* What you need to do: Repeat each line of the material below exactly.

* Study material:

//! Command dispatcher
//!
//! Owns the engine, the observation map and the settings, and turns each
//! decoded request into exactly one [`Response`]. Errors never escape:
//! they are folded into `{status: "error", message}`.

use crate::engine::{Engine, WorldId};
use crate::observer::compile_observations;
use crate::resolver::apply_setters;
use crate::settings::BridgeSettings;
use crate::space::{action_space, observation_space};
use crate::stepper::{self, StepTiming};
use e2l_core::{BridgeError, Command, ObservationMap, Response, Result, Value};
use tracing::{debug, warn};

/// Single owner of all state a command touches
pub struct CommandDispatcher<E: Engine> {
    engine: E,
    observations: ObservationMap,
    settings: BridgeSettings,
    /// Set by `reset`; cleared once the world has been paused
    pending_pause: bool,
}

impl<E: Engine> CommandDispatcher<E> {
    pub fn new(engine: E, settings: BridgeSettings) -> Self {
        Self {
            engine,
            observations: ObservationMap::new(),
            settings,
            pending_pause: false,
        }
    }

    pub fn engine(&self) -> &E {
        &self.engine
    }

    pub fn engine_mut(&mut self) -> &mut E {
        &mut self.engine
    }

    pub fn settings(&self) -> &BridgeSettings {
        &self.settings
    }

    pub fn observations(&self) -> &ObservationMap {
        &self.observations
    }

    /// Whether a post-reset pause is still outstanding
    pub fn has_pending_pause(&self) -> bool {
        self.pending_pause
    }

    /// Carry out the post-reset pause if one is outstanding
    pub fn apply_pending_pause(&mut self) {
        if !std::mem::take(&mut self.pending_pause) {
            return;
        }
        match self.engine.playing_world() {
            Some(world) => stepper::pause(&mut self.engine, world),
            None => warn!("no playing world to pause after reset"),
        }
    }

    /// Decode, run and answer one request message
    pub fn handle_message(&mut self, message: &Value) -> Response {
        match Command::parse(message) {
            Ok(command) => self.handle(command),
            Err(e) => {
                warn!(error = %e, "rejected request");
                Response::error(e.to_string())
            }
        }
    }

    /// Run one command; never fails
    pub fn handle(&mut self, command: Command) -> Response {
        let cmd = command.name();
        self.apply_pending_pause();

        match self.execute(command) {
            Ok(response) => {
                debug!(cmd, "command ok");
                response
            }
            Err(e) => {
                warn!(cmd, error = %e, "command failed");
                Response::error(e.to_string())
            }
        }
    }

    fn execute(&mut self, command: Command) -> Result<Response> {
        match command {
            Command::Step(request) => {
                let world = self.playing_world()?;
                let timing = StepTiming::resolve(
                    &request,
                    self.settings.default_delta_time,
                    self.settings.default_num_ticks,
                );
                stepper::step(&mut self.engine, world, &request, timing)?;
                self.observe()
            }
            Command::Reset => {
                let world = self.playing_world()?;
                stepper::reset(&mut self.engine, world)?;
                self.pending_pause = true;
                self.observe()
            }
            Command::Seed(value) => Ok(Response::Seeded {
                new_seed: stepper::seed(&mut self.engine, value),
            }),
            Command::Set(setters) => {
                let world = self.playing_world()?;
                let writes = apply_setters(&mut self.engine, world, &setters)?;
                debug!(setters = setters.len(), writes, "set applied");
                self.observe()
            }
            Command::GetSpec => Ok(Response::Spec {
                action_space: action_space(&self.engine),
                observation_space: observation_space(&mut self.engine, &self.settings)?,
            }),
        }
    }

    fn playing_world(&self) -> Result<WorldId> {
        self.engine.playing_world().ok_or(BridgeError::NoActiveWorld)
    }

    fn observe(&mut self) -> Result<Response> {
        compile_observations(&mut self.engine, &mut self.observations, &self.settings)
            .map(Response::Observation)
    }
}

* Solution:
//! Command dispatcher
//!
//! Owns the engine, the observation map and the settings, and turns each
//! decoded request into exactly one [`Response`]. Errors never escape:
//! they are folded into `{status: "error", message}`.

use crate::engine::{Engine, WorldId};
use crate::observer::compile_observations;
use crate::resolver::apply_setters;
use crate::settings::BridgeSettings;
use crate::space::{action_space, observation_space};
use crate::stepper::{self, StepTiming};
use e2l_core::{BridgeError, Command, ObservationMap, Response, Result, Value};
use tracing::{debug, warn};

/// Single owner of all state a command touches
pub struct CommandDispatcher<E: Engine> {
    engine: E,
    observations: ObservationMap,
    settings: BridgeSettings,
    /// Set by `reset`; cleared once the world has been paused
    pending_pause: bool,
}

impl<E: Engine> CommandDispatcher<E> {
    pub fn new(engine: E, settings: BridgeSettings) -> Self {
        Self {
            engine,
            observations: ObservationMap::new(),
            settings,
            pending_pause: false,
        }
    }

    pub fn engine(&self) -> &E {
        &self.engine
    }

    pub fn engine_mut(&mut self) -> &mut E {
        &mut self.engine
    }

    pub fn settings(&self) -> &BridgeSettings {
        &self.settings
    }

    pub fn observations(&self) -> &ObservationMap {
        &self.observations
    }

    /// Whether a post-reset pause is still outstanding
    pub fn has_pending_pause(&self) -> bool {
        self.pending_pause
    }

    /// Carry out the post-reset pause if one is outstanding
    pub fn apply_pending_pause(&mut self) {
        if !std::mem::take(&mut self.pending_pause) {
            return;
        }
        match self.engine.playing_world() {
            Some(world) => stepper::pause(&mut self.engine, world),
            None => warn!("no playing world to pause after reset"),
        }
    }

    /// Decode, run and answer one request message
    pub fn handle_message(&mut self, message: &Value) -> Response {
        match Command::parse(message) {
            Ok(command) => self.handle(command),
            Err(e) => {
                warn!(error = %e, "rejected request");
                Response::error(e.to_string())
            }
        }
    }

    /// Run one command; never fails
    pub fn handle(&mut self, command: Command) -> Response {
        let cmd = command.name();
        self.apply_pending_pause();

        match self.execute(command) {
            Ok(response) => {
                debug!(cmd, "command ok");
                response
            }
            Err(e) => {
                warn!(cmd, error = %e, "command failed");
                Response::error(e.to_string())
            }
        }
    }

    fn execute(&mut self, command: Command) -> Result<Response> {
        match command {
            Command::Step(request) => {
                let world = self.playing_world()?;
                let timing = StepTiming::resolve(
                    &request,
                    self.settings.default_delta_time,
                    self.settings.default_num_ticks,
                );
                stepper::step(&mut self.engine, world, &request, timing)?;
                self.observe()
            }
            Command::Reset => {
                let world = self.playing_world()?;
                stepper::reset(&mut self.engine, world)?;
                self.pending_pause = true;
                self.observe()
            }
            Command::Seed(value) => Ok(Response::Seeded {
                new_seed: stepper::seed(&mut self.engine, value),
            }),
            Command::Set(setters) => {
                let world = self.playing_world()?;
                let writes = apply_setters(&mut self.engine, world, &setters)?;
                debug!(setters = setters.len(), writes, "set applied");
                self.observe()
            }
            Command::GetSpec => Ok(Response::Spec {
                action_space: action_space(&self.engine),
                observation_space: observation_space(&mut self.engine, &self.settings)?,
            }),
        }
    }

    fn playing_world(&self) -> Result<WorldId> {
        self.engine.playing_world().ok_or(BridgeError::NoActiveWorld)
    }

    fn observe(&mut self) -> Result<Response> {
        compile_observations(&mut self.engine, &mut self.observations, &self.settings)
            .map(Response::Observation)
    }
}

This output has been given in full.